Other forms include temporary first-person narration as a story within a story, wherein a narrator or character observing the telling of a story by another is reproduced in full, temporarily, and without interruption shifting narration to the speaker. The first-person narrator can also be the focal character.

==Styles==
With a first-person narrative it is important to consider how the story is being told, i.e., is the character writing it down, telling it out loud, thinking it to themselves? And if they are writing it down, is it something meant to be read by the public, a private diary, or a story meant for one other person? The way the first-person narrator is relating the story will affect the language used, the length of sentences, the tone of voice, and many other things. A story presented as a secret diary could be interpreted much differently than a public statement.

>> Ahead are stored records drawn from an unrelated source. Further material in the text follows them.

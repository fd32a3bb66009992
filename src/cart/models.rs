//! Shopping Cart Domain Models
//!
//! This module contains all data structures related to the shopping cart
//! business domain.

use rust_decimal::Decimal;
use serde::{Deserialize, Serialize};

use super::aggregate::Cart;

// =============================================================================
// Cart Domain Models
// =============================================================================

/// Returns the default quantity (1) for cart items
fn default_quantity() -> u32 {
    1
}

/// Size/color chosen for a product variant
#[derive(Debug, Clone, Default, Serialize, Deserialize, PartialEq, Eq, Hash)]
pub struct SelectedOptions {
    #[serde(default, skip_serializing_if = "Option::is_none")]
    pub size: Option<String>,

    #[serde(default, skip_serializing_if = "Option::is_none")]
    pub color: Option<String>,
}

impl SelectedOptions {
    /// Drops blank values and collapses "nothing selected" to `None`, so that
    /// `None` and `Some({})` address the same cart line.
    pub fn normalized(options: Option<Self>) -> Option<Self> {
        let options = options?;
        let clean = |v: Option<String>| {
            v.map(|s| s.trim().to_string()).filter(|s| !s.is_empty())
        };
        let normalized = Self {
            size: clean(options.size),
            color: clean(options.color),
        };
        if normalized.size.is_none() && normalized.color.is_none() {
            None
        } else {
            Some(normalized)
        }
    }
}

/// One product inside a bundle line
#[derive(Debug, Clone, Serialize, Deserialize, PartialEq)]
#[serde(rename_all = "camelCase")]
pub struct BundleItem {
    pub product_id: String,
    pub name: String,
}

/// What a bundle line is made of
#[derive(Debug, Clone, Serialize, Deserialize, PartialEq)]
#[serde(rename_all = "camelCase")]
pub struct BundleDetails {
    pub offer_id: String,
    pub offer_name: String,
    pub required_quantity: u32,
    pub products: Vec<BundleItem>,
}

/// Represents a line in the shopping cart
///
/// `bundle_details` is present exactly when `is_bundle` is set; lines are
/// built through [`Cart`] which keeps the two in step.
#[derive(Debug, Clone, Serialize, Deserialize, PartialEq)]
#[serde(rename_all = "camelCase")]
pub struct CartLine {
    /// Locally generated line identifier
    pub id: String,

    /// Product id, or the offer id for bundle lines
    pub product_id: String,

    pub name: String,

    /// Price of one unit; for bundles, the price of the whole bundle
    pub unit_price: Decimal,

    pub quantity: u32,

    #[serde(default, skip_serializing_if = "Option::is_none")]
    pub selected_options: Option<SelectedOptions>,

    #[serde(default)]
    pub is_bundle: bool,

    #[serde(default, skip_serializing_if = "Option::is_none")]
    pub bundle_details: Option<BundleDetails>,
}

impl CartLine {
    pub fn line_total(&self) -> Decimal {
        self.unit_price * Decimal::from(self.quantity)
    }
}

/// A regular product about to be added to the cart
#[derive(Debug, Clone, PartialEq)]
pub struct NewCartLine {
    pub product_id: String,
    pub name: String,
    pub unit_price: Decimal,
    pub quantity: u32,
    pub selected_options: Option<SelectedOptions>,
}

// =============================================================================
// REST Inputs and Responses
// =============================================================================

/// Optional body of `POST /carts`
#[derive(Debug, Default, Deserialize)]
#[serde(rename_all = "camelCase")]
pub struct CreateCartInput {
    /// Reuse an identifier the client already holds
    #[serde(default)]
    pub cart_id: Option<String>,
}

/// Body of `POST /carts/:cart_id/items`
#[derive(Debug, Deserialize)]
#[serde(rename_all = "camelCase")]
pub struct AddItemInput {
    pub product_id: String,

    /// Quantity to add (defaults to 1)
    #[serde(default = "default_quantity")]
    pub quantity: u32,

    #[serde(default)]
    pub selected_options: Option<SelectedOptions>,
}

/// Body of `POST /carts/:cart_id/bundles`
#[derive(Debug, Deserialize)]
#[serde(rename_all = "camelCase")]
pub struct AddBundleInput {
    pub offer_id: String,

    /// Products picked from the offer's pool, in selection order
    pub product_ids: Vec<String>,
}

/// Body of `PATCH /carts/:cart_id/items/:line_id`
#[derive(Debug, Deserialize)]
pub struct UpdateQuantityInput {
    /// New quantity; zero or less removes the line
    pub quantity: i64,
}

/// Response for cart creation
#[derive(Serialize)]
pub struct CreateCartResponse {
    /// Status of the operation
    pub status: String,

    /// Cart identifier
    #[serde(rename = "cartId")]
    pub cart_id: String,
}

/// Read view of a cart
#[derive(Debug, Serialize)]
#[serde(rename_all = "camelCase")]
pub struct CartView {
    pub cart_id: String,
    pub items: Vec<CartLine>,
    pub special_offers: Vec<CartLine>,
    pub regular_items: Vec<CartLine>,
    pub total: Decimal,
    pub item_count: u32,
}

impl CartView {
    pub fn new(cart_id: impl Into<String>, cart: &Cart) -> Self {
        Self {
            cart_id: cart_id.into(),
            items: cart.items().to_vec(),
            special_offers: cart.special_offers().cloned().collect(),
            regular_items: cart.regular_items().cloned().collect(),
            total: cart.total(),
            item_count: cart.item_count(),
        }
    }
}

First-person narratives can tend towards a stream of consciousness and interior monologue, as in Marcel Proust's In Search of Lost Time. The whole of the narrative can itself be presented as a false document, such as a diary, in which the narrator makes explicit reference to the fact that he or she is writing or telling a story. This is the case in Bram Stoker's Dracula. As a story unfolds, narrators may be aware that they are telling a story and of their reasons for telling it. The audience that they believe they are addressing can vary. In some cases, a frame story presents the narrator as a character in an outside story who begins to tell their own story, as in Mary Shelley's Frankenstein.

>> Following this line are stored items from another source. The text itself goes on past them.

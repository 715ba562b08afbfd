//! Common domain type definitions
//!
//! This module contains the categorical attributes of an employee record.

use std::fmt;

use serde::{Deserialize, Serialize};

use crate::error::EmployeeStatsError;

/// Gender of an employee
#[derive(Debug, Clone, Copy, PartialEq, Eq, Hash, Serialize, Deserialize)]
#[serde(rename_all = "lowercase")]
pub enum Gender {
    /// Male gender
    Male,
    /// Female gender
    Female,
}

impl Gender {
    /// Both categories, in draw order
    pub const ALL: [Self; 2] = [Self::Male, Self::Female];

    /// Lowercase label used in serialized output
    #[must_use]
    pub const fn as_str(self) -> &'static str {
        match self {
            Self::Male => "male",
            Self::Female => "female",
        }
    }
}

impl fmt::Display for Gender {
    fn fmt(&self, f: &mut fmt::Formatter<'_>) -> fmt::Result {
        f.write_str(self.as_str())
    }
}

/// Contracted weekly hours
#[derive(Debug, Clone, Copy, PartialEq, Eq, PartialOrd, Ord, Hash, Serialize, Deserialize)]
#[serde(into = "u8", try_from = "u8")]
pub enum Workload {
    /// 10 hours per week
    Ten,
    /// 20 hours per week
    Twenty,
    /// 30 hours per week
    Thirty,
    /// 40 hours per week
    Forty,
}

impl Workload {
    /// All workload categories in ascending order of hours
    pub const ALL: [Self; 4] = [Self::Ten, Self::Twenty, Self::Thirty, Self::Forty];

    /// Number of contracted hours
    #[must_use]
    pub const fn hours(self) -> u8 {
        match self {
            Self::Ten => 10,
            Self::Twenty => 20,
            Self::Thirty => 30,
            Self::Forty => 40,
        }
    }
}

impl From<Workload> for u8 {
    fn from(value: Workload) -> Self {
        value.hours()
    }
}

impl TryFrom<u8> for Workload {
    type Error = EmployeeStatsError;

    fn try_from(value: u8) -> Result<Self, Self::Error> {
        match value {
            10 => Ok(Self::Ten),
            20 => Ok(Self::Twenty),
            30 => Ok(Self::Thirty),
            40 => Ok(Self::Forty),
            other => Err(EmployeeStatsError::invalid_config(format!(
                "workload must be one of 10, 20, 30, 40 hours, got {other}"
            ))),
        }
    }
}

impl fmt::Display for Workload {
    fn fmt(&self, f: &mut fmt::Formatter<'_>) -> fmt::Result {
        write!(f, "{}h", self.hours())
    }
}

First-person narrators are often unreliable narrators since a narrator might be impaired (such as both Quentin and Benjy in Faulkner's The Sound and the Fury), lie (as in The Quiet American by Graham Greene, or The Book of the New Sun series by Gene Wolfe), or manipulate their own memories intentionally or not (as in The Remains of the Day by Kazuo Ishiguro, or in Ken Kesey's One Flew Over the Cuckoo's Nest). Henry James discusses his concerns about "the romantic privilege of the 'first person in his preface to The Ambassadors, calling it "the darkest abyss of romance."

One example of a multi-level narrative structure is Joseph Conrad's novella Heart of Darkness, which has a double framework: an unidentified "I" (first person singular) narrator relates a boating trip during which another character, Marlow, uses the first person to tell a story that comprises the majority of the work. Within this nested story, it is mentioned that another character, Kurtz, told Marlow a lengthy story; however, its content is not revealed to readers. Thus, there is an "I" narrator introducing a storyteller as "he" (Marlow), who talks about himself as "I" and introduces another storyteller as "he" (Kurtz), who in turn presumably told his story from the perspective of "I".

==Films==
First-person narration is more difficult to achieve in film; however, voice-over narration can create the same structure.

An example of first-person narration in a film would be the narration given by the character Greg Heffley in the film adaptation of the popular book series Diary of a Wimpy Kid.